Stored data:
* * * *

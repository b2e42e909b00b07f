//! Interface of a worker execution unit, as seen by the coordinator.

use std::sync::Arc;

use async_trait::async_trait;
use serde_json::Value;

use crate::core::PoolError;
use crate::runtime::channel::WorkerPort;
use crate::util::serde::WorkerId;

/// Listener for side-channel messages.
pub type SideChannelListener = Box<dyn Fn(Value) + Send + Sync + 'static>;

/// Out-of-band channel a task may carry while it runs.
pub trait SideChannel: Send + Sync {
    /// Send a message to the other end.
    fn post_message(&self, message: Value);
    /// Subscribe to messages from the other end.
    fn on_message(&self, listener: SideChannelListener);
}

/// Everything a worker needs to start serving requests.
#[derive(Debug)]
pub struct WorkerInit {
    /// Pool-assigned worker id.
    pub worker_id: WorkerId,
    /// Worker side of the request/response channel.
    pub port: WorkerPort,
    /// Opaque data handed to the worker at startup.
    pub worker_data: Value,
}

impl WorkerInit {
    /// Minimal init for a worker id and port.
    #[must_use]
    pub fn new(worker_id: WorkerId, port: WorkerPort) -> Self {
        Self {
            worker_id,
            port,
            worker_data: Value::Null,
        }
    }
}

/// An independently running execution unit.
#[async_trait]
pub trait Worker: Send + Sync {
    /// Name of the runtime backing this worker.
    fn runtime(&self) -> &str;

    /// Identifier of the underlying thread or process.
    fn thread_id(&self) -> u64;

    /// Start the worker. It must post [`WorkerMessage::Ready`] on its port
    /// once it accepts requests.
    ///
    /// [`WorkerMessage::Ready`]: crate::runtime::protocol::WorkerMessage::Ready
    ///
    /// # Errors
    ///
    /// Returns an error if the execution unit could not be started.
    fn initialize(&self, init: WorkerInit) -> Result<(), PoolError>;

    /// Stop the worker; completes once it has exited. Completes immediately
    /// if it already exited.
    async fn terminate(&self);

    /// Hand a task's side channel to the worker. Optional.
    fn set_channel(&self, _channel: Arc<dyn SideChannel>) {}

    /// Whether the worker keeps its host alive. Optional.
    fn set_referenced(&self, _referenced: bool) {}
}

* * * *

■ WHAT THE EXERCISE ASKS: Go through the data above and copy each line in which "execution" appears.

■ SOLUTION FOR THIS PROBLEM:
//! Interface of a worker execution unit, as seen by the coordinator.
/// An independently running execution unit.
    /// Returns an error if the execution unit could not be started.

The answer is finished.